3.5 Motion Estimation Accuracy 59
Homography
The sub-pixel alignment problem introduces artificial noise. This experiment considers interpolation as a method to optimise the alignment to minimise the artificial noise created by the stitching process. Simple nearest value interpolation is used in the ARTOD proposal, which is insufficient to avoid misalignments of pixels which result in false detections around the edges of objects in video sequences moving in more than one plane. Utilising bi-cubic interpolation [64] (because the warped frame does not align to discrete pixel values) during the stitching of frames could improve the alignment in sequences with more than one plane of motion. This method has been selected because it is efficient on modern hardware that could improve accuracy whilst being unlikely to introduce a large performance penalty.

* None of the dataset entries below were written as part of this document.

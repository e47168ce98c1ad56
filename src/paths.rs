/// Activation hook directory, relative to the environment root
pub const ACTIVATE_HOOKS_DIR: &str = "etc/conda/activate.d";

/// Deactivation hook directory, relative to the environment root
pub const DEACTIVATE_HOOKS_DIR: &str = "etc/conda/deactivate.d";

/// Profile file looked up in the current directory when no source is given
pub const DEFAULT_PROFILE_FILE: &str = "envstrap.yaml";

/// Package manager invoked unless overridden (mamba/micromamba are drop-ins)
pub const DEFAULT_CONDA_PROGRAM: &str = "conda";
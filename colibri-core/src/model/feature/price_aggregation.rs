use serde::{Deserialize, Serialize};

/// how listing prices within a cell are collapsed to a single value.
#[derive(Debug, Serialize, Deserialize, Copy, Clone, Default, PartialEq, Eq)]
pub enum PriceAggregation {
    #[serde(rename = "mean")]
    #[default]
    Mean,
    #[serde(rename = "median")]
    Median,
}

impl PriceAggregation {
    /// None when no values are present.
    pub fn aggregate(&self, values: &[f64]) -> Option<f64> {
        if values.is_empty() {
            return None;
        }
        match self {
            PriceAggregation::Mean => {
                Some(values.iter().sum::<f64>() / values.len() as f64)
            }
            PriceAggregation::Median => {
                let mut sorted = values.to_vec();
                sorted.sort_by(|a, b| a.total_cmp(b));
                let mid = sorted.len() / 2;
                if sorted.len() % 2 == 1 {
                    Some(sorted[mid])
                } else {
                    Some((sorted[mid - 1] + sorted[mid]) / 2.0)
                }
            }
        }
    }
}

impl std::fmt::Display for PriceAggregation {
    fn fmt(&self, f: &mut std::fmt::Formatter<'_>) -> std::fmt::Result {
        let s = match self {
            PriceAggregation::Mean => "mean",
            PriceAggregation::Median => "median",
        };
        write!(f, "{s}")
    }
}

#[cfg(test)]
mod test {
    use super::*;

    #[test]
    fn test_mean() {
        assert_eq!(PriceAggregation::Mean.aggregate(&[100.0, 200.0]), Some(150.0));
    }

    #[test]
    fn test_median_odd() {
        assert_eq!(
            PriceAggregation::Median.aggregate(&[900.0, 100.0, 200.0]),
            Some(200.0)
        );
    }

    #[test]
    fn test_median_even() {
        assert_eq!(
            PriceAggregation::Median.aggregate(&[100.0, 400.0, 300.0, 200.0]),
            Some(250.0)
        );
    }

    #[test]
    fn test_empty_is_none() {
        assert_eq!(PriceAggregation::Mean.aggregate(&[]), None);
        assert_eq!(PriceAggregation::Median.aggregate(&[]), None);
    }
}
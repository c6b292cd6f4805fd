use std::collections::{BTreeSet, HashMap};

use chrono::NaiveDate;
use itertools::Itertools;

/// visitor counts for one cell, derived from (device, day) sightings.
///
/// a device is a recurring visitor when it was sighted at the cell on more
/// than one distinct UTC calendar day; several sightings within one day are
/// a single occasion.
#[derive(Debug, Clone, Default, PartialEq, Eq)]
pub struct VisitorStats {
    pub distinct_visitors: u64,
    pub recurring_visitors: u64,
    pub active_days: u64,
}

impl VisitorStats {
    pub fn from_sightings<'a, I>(sightings: I) -> VisitorStats
    where
        I: IntoIterator<Item = (&'a str, NaiveDate)>,
    {
        let days_by_device: HashMap<&str, Vec<NaiveDate>> =
            sightings.into_iter().into_group_map();
        let mut all_days: BTreeSet<NaiveDate> = BTreeSet::new();
        let mut recurring: u64 = 0;
        for days in days_by_device.values() {
            if days.iter().unique().count() > 1 {
                recurring += 1;
            }
            all_days.extend(days.iter().copied());
        }
        VisitorStats {
            distinct_visitors: days_by_device.len() as u64,
            recurring_visitors: recurring,
            active_days: all_days.len() as u64,
        }
    }
}

#[cfg(test)]
mod test {
    use super::*;

    fn day(ordinal: u32) -> NaiveDate {
        NaiveDate::from_ymd_opt(2024, 3, ordinal).unwrap()
    }

    #[test]
    fn test_empty_sightings() {
        let stats = VisitorStats::from_sightings(std::iter::empty());
        assert_eq!(stats, VisitorStats::default());
    }

    #[test]
    fn test_same_day_sightings_are_one_occasion() {
        let stats = VisitorStats::from_sightings(vec![
            ("device-a", day(1)),
            ("device-a", day(1)),
            ("device-a", day(1)),
        ]);
        assert_eq!(stats.distinct_visitors, 1);
        assert_eq!(stats.recurring_visitors, 0);
        assert_eq!(stats.active_days, 1);
    }

    #[test]
    fn test_recurring_requires_multiple_days() {
        let stats = VisitorStats::from_sightings(vec![
            ("device-a", day(1)),
            ("device-a", day(2)),
            ("device-b", day(2)),
            ("device-c", day(3)),
            ("device-c", day(5)),
        ]);
        assert_eq!(stats.distinct_visitors, 3);
        assert_eq!(stats.recurring_visitors, 2);
        assert_eq!(stats.active_days, 4);
    }

    #[test]
    fn test_recurring_bounded_by_distinct() {
        let stats = VisitorStats::from_sightings(vec![
            ("device-a", day(1)),
            ("device-a", day(2)),
            ("device-b", day(1)),
            ("device-b", day(3)),
        ]);
        assert!(stats.recurring_visitors <= stats.distinct_visitors);
        assert_eq!(stats.recurring_visitors, 2);
    }
}
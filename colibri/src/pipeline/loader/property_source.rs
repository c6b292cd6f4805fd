use std::path::Path;

use colibri_core::model::record::PropertyRecord;
use h3o::Resolution;
use serde::{Deserialize, Serialize};

use crate::pipeline::PipelineError;

/// a raw property listing row. `area_m2` and `property_type` columns are
/// optional in the source exports.
#[derive(Debug, Clone, Serialize, Deserialize)]
pub struct RawListingRow {
    pub lat: f64,
    pub lon: f64,
    pub price: f64,
    #[serde(default)]
    pub area_m2: Option<f64>,
    #[serde(default)]
    pub property_type: Option<String>,
}

/// reads the property listing file into indexed records. malformed rows,
/// non-positive prices, and un-indexable coordinates are dropped and counted.
pub fn read_property_file(
    path: &Path,
    resolution: Resolution,
) -> Result<Vec<PropertyRecord>, PipelineError> {
    let mut reader = csv::ReaderBuilder::new()
        .has_headers(true)
        .from_path(path)
        .map_err(|e| PipelineError::ReadError {
            path: path.to_path_buf(),
            message: e.to_string(),
        })?;

    let mut listings: Vec<PropertyRecord> = vec![];
    let mut skipped: u64 = 0;
    for row in reader.deserialize::<RawListingRow>() {
        match row {
            Err(_) => skipped += 1,
            Ok(raw) => match try_into_listing(raw, resolution) {
                Some(listing) => listings.push(listing),
                None => skipped += 1,
            },
        }
    }

    if skipped > 0 {
        log::warn!("skipped {skipped} property rows with missing or invalid values");
    }
    if listings.is_empty() {
        return Err(PipelineError::EmptyDataset(format!(
            "no usable property listings in '{}'",
            path.display()
        )));
    }
    log::info!(
        "loaded {} property listings from '{}'",
        listings.len(),
        path.display()
    );
    Ok(listings)
}

fn try_into_listing(raw: RawListingRow, resolution: Resolution) -> Option<PropertyRecord> {
    if !raw.price.is_finite() || raw.price <= 0.0 {
        return None;
    }
    let area = raw.area_m2.filter(|a| a.is_finite() && *a > 0.0);
    PropertyRecord::new(raw.lat, raw.lon, raw.price, area, raw.property_type, resolution).ok()
}
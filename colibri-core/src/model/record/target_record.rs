use h3o::CellIndex;
use serde::{Deserialize, Serialize};

use crate::model::cell::{cell_ops, LocationError};

/// a labeled cost-of-living value for one cell.
#[derive(Debug, Clone, Serialize, Deserialize, PartialEq)]
pub struct TargetRecord {
    #[serde(with = "crate::model::cell::hex_id")]
    pub cell: CellIndex,
    pub cost_of_living: f64,
}

impl TargetRecord {
    /// builds a target from the hex-string cell identifier used by the
    /// labeled dataset.
    pub fn from_hex(hex_id: &str, cost_of_living: f64) -> Result<TargetRecord, LocationError> {
        let cell = cell_ops::cell_from_hex(hex_id)?;
        Ok(TargetRecord {
            cell,
            cost_of_living,
        })
    }
}
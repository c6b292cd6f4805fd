use colibri_core::model::feature::LocationFeatureVector;
use indexmap::IndexMap;
use nalgebra::{DMatrix, DVector};

use crate::pipeline::PipelineError;

/// ordinary least squares over standardized features with an intercept,
/// solved by singular value decomposition. standardization keeps the solve
/// well-conditioned when feature scales differ by orders of magnitude
/// (listing prices vs. hour-of-day shares).
#[derive(Debug, Clone, PartialEq)]
pub struct LinearModel {
    pub feature_names: Vec<String>,
    /// coefficients in standardized feature space, one per feature
    pub coefficients: Vec<f64>,
    pub intercept: f64,
    means: Vec<f64>,
    stds: Vec<f64>,
}

impl LinearModel {
    pub fn fit(
        x: &DMatrix<f64>,
        y: &DVector<f64>,
        feature_names: Vec<String>,
    ) -> Result<LinearModel, PipelineError> {
        let (n, p) = x.shape();
        if n == 0 {
            return Err(PipelineError::EmptyDataset(String::from(
                "cannot fit a model to zero rows",
            )));
        }
        if p != feature_names.len() {
            return Err(PipelineError::InternalError(format!(
                "design matrix has {p} columns but {} feature names were provided",
                feature_names.len()
            )));
        }
        if y.len() != n {
            return Err(PipelineError::InternalError(format!(
                "design matrix has {n} rows but {} target values were provided",
                y.len()
            )));
        }

        let (means, stds) = column_moments(x);
        let design = standardized_design(x, &means, &stds);
        let svd = design.svd(true, true);
        let beta = svd
            .solve(y, 1.0e-12)
            .map_err(|e| PipelineError::RegressionError(e.to_string()))?;

        Ok(LinearModel {
            feature_names,
            coefficients: beta.iter().skip(1).copied().collect(),
            intercept: beta[0],
            means,
            stds,
        })
    }

    pub fn predict(&self, x: &DMatrix<f64>) -> Result<DVector<f64>, PipelineError> {
        if x.ncols() != self.coefficients.len() {
            return Err(PipelineError::InternalError(format!(
                "prediction matrix has {} columns but the model was fit on {}",
                x.ncols(),
                self.coefficients.len()
            )));
        }
        let design = standardized_design(x, &self.means, &self.stds);
        let beta = DVector::from_iterator(
            self.coefficients.len() + 1,
            std::iter::once(self.intercept).chain(self.coefficients.iter().copied()),
        );
        Ok(&design * &beta)
    }

    /// coefficients keyed by feature name, in design-matrix order.
    pub fn coefficient_table(&self) -> IndexMap<String, f64> {
        self.feature_names
            .iter()
            .cloned()
            .zip(self.coefficients.iter().copied())
            .collect()
    }
}

/// stacks the numeric feature columns of each vector into a dense matrix,
/// returning the shared column names alongside it.
pub fn design_matrix(
    features: &[LocationFeatureVector],
) -> Result<(Vec<String>, DMatrix<f64>), PipelineError> {
    let first = features.first().ok_or_else(|| {
        PipelineError::EmptyDataset(String::from(
            "cannot build a design matrix from zero feature vectors",
        ))
    })?;
    let names: Vec<String> = first
        .model_columns()
        .keys()
        .map(|name| String::from(*name))
        .collect();
    let n = features.len();
    let p = names.len();
    let matrix = DMatrix::from_row_iterator(
        n,
        p,
        features
            .iter()
            .flat_map(|f| f.model_columns().into_iter().map(|(_, value)| value)),
    );
    Ok((names, matrix))
}

/// per-column mean and standard deviation. a column with no spread keeps a
/// unit divisor so its standardized values are zero rather than NaN.
fn column_moments(x: &DMatrix<f64>) -> (Vec<f64>, Vec<f64>) {
    let n = x.nrows() as f64;
    let mut means = Vec::with_capacity(x.ncols());
    let mut stds = Vec::with_capacity(x.ncols());
    for j in 0..x.ncols() {
        let column = x.column(j);
        let mean = column.sum() / n;
        let variance = column.iter().map(|v| (v - mean).powi(2)).sum::<f64>() / n;
        let std = variance.sqrt();
        means.push(mean);
        stds.push(if std.is_finite() && std > 1.0e-12 {
            std
        } else {
            1.0
        });
    }
    (means, stds)
}

/// intercept column of ones followed by the standardized features.
fn standardized_design(x: &DMatrix<f64>, means: &[f64], stds: &[f64]) -> DMatrix<f64> {
    DMatrix::from_fn(x.nrows(), x.ncols() + 1, |i, j| {
        if j == 0 {
            1.0
        } else {
            (x[(i, j - 1)] - means[j - 1]) / stds[j - 1]
        }
    })
}

#[cfg(test)]
mod test {
    use super::*;

    fn names(labels: &[&str]) -> Vec<String> {
        labels.iter().map(|l| String::from(*l)).collect()
    }

    #[test]
    fn test_recovers_noiseless_linear_target() {
        // y = 3 + 2*a - 0.5*b
        let rows: Vec<[f64; 2]> = vec![
            [0.0, 0.0],
            [1.0, 0.0],
            [0.0, 1.0],
            [2.0, 1.0],
            [3.0, 5.0],
            [4.0, 2.0],
        ];
        let x = DMatrix::from_row_iterator(6, 2, rows.iter().flatten().copied());
        let y = DVector::from_iterator(6, rows.iter().map(|[a, b]| 3.0 + 2.0 * a - 0.5 * b));

        let model = LinearModel::fit(&x, &y, names(&["a", "b"])).unwrap();
        let predicted = model.predict(&x).unwrap();
        for (truth, estimate) in y.iter().zip(predicted.iter()) {
            assert!((truth - estimate).abs() < 1.0e-8, "{truth} vs {estimate}");
        }
    }

    #[test]
    fn test_constant_column_gets_zero_coefficient() {
        let x = DMatrix::from_row_iterator(4, 2, [1.0, 0.0, 1.0, 1.0, 1.0, 2.0, 1.0, 3.0]);
        let y = DVector::from_iterator(4, [5.0, 6.0, 7.0, 8.0]);
        let model = LinearModel::fit(&x, &y, names(&["constant", "level"])).unwrap();
        assert!(model.coefficients[0].abs() < 1.0e-9);
        let predicted = model.predict(&x).unwrap();
        for (truth, estimate) in y.iter().zip(predicted.iter()) {
            assert!((truth - estimate).abs() < 1.0e-8);
        }
    }

    #[test]
    fn test_fit_is_deterministic() {
        let x = DMatrix::from_row_iterator(3, 1, [1.0, 2.0, 3.0]);
        let y = DVector::from_iterator(3, [2.0, 4.0, 6.0]);
        let a = LinearModel::fit(&x, &y, names(&["a"])).unwrap();
        let b = LinearModel::fit(&x, &y, names(&["a"])).unwrap();
        assert_eq!(a, b);
    }

    #[test]
    fn test_mismatched_names_rejected() {
        let x = DMatrix::from_row_iterator(2, 2, [1.0, 2.0, 3.0, 4.0]);
        let y = DVector::from_iterator(2, [1.0, 2.0]);
        assert!(LinearModel::fit(&x, &y, names(&["only-one"])).is_err());
    }

    #[test]
    fn test_coefficient_table_order() {
        let x = DMatrix::from_row_iterator(3, 2, [1.0, 9.0, 2.0, 8.0, 3.0, 7.0]);
        let y = DVector::from_iterator(3, [1.0, 2.0, 3.0]);
        let model = LinearModel::fit(&x, &y, names(&["first", "second"])).unwrap();
        let table = model.coefficient_table();
        let keys: Vec<&String> = table.keys().collect();
        assert_eq!(keys, vec!["first", "second"]);
    }
}
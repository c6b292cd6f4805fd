mod location_error;

pub mod cell_ops;
pub mod hex_id;

pub use location_error::LocationError;
use crate::pipeline::PipelineError;

/// mean absolute error between labels and predictions.
pub fn mean_absolute_error(actual: &[f64], predicted: &[f64]) -> Result<f64, PipelineError> {
    if actual.len() != predicted.len() {
        return Err(PipelineError::InternalError(format!(
            "prediction length {} does not match label length {}",
            predicted.len(),
            actual.len()
        )));
    }
    if actual.is_empty() {
        return Err(PipelineError::EmptyDataset(String::from(
            "cannot compute mean absolute error over zero predictions",
        )));
    }
    let total: f64 = actual
        .iter()
        .zip(predicted.iter())
        .map(|(a, p)| (a - p).abs())
        .sum();
    Ok(total / actual.len() as f64)
}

The Video Sequences Helicopter chase
This is a video sequence where the camera is moving in one plane of motion, translational, following a motorbike and a car. This sequence has been selected because translational motion is less prone to noise on stitching and there is a limited complexity to the moving objects (two objects, in mostly a straight line).
Fig. 3.13 Helicopter chase scene with a motorbike and car
Street panning
This is a video sequence of a fixed camera moving in a rotational axis about the y-axis. This sequence has been selected because stitching of rotational motion is more prone to artificial errors than translational movement (because a 3-D component must be taken into account). The beginning of the sequence has no moving objects, so misalignments and noise can be seen clearer. Later in the sequence there are three moving cars which tests the noise performance when motion is introduced.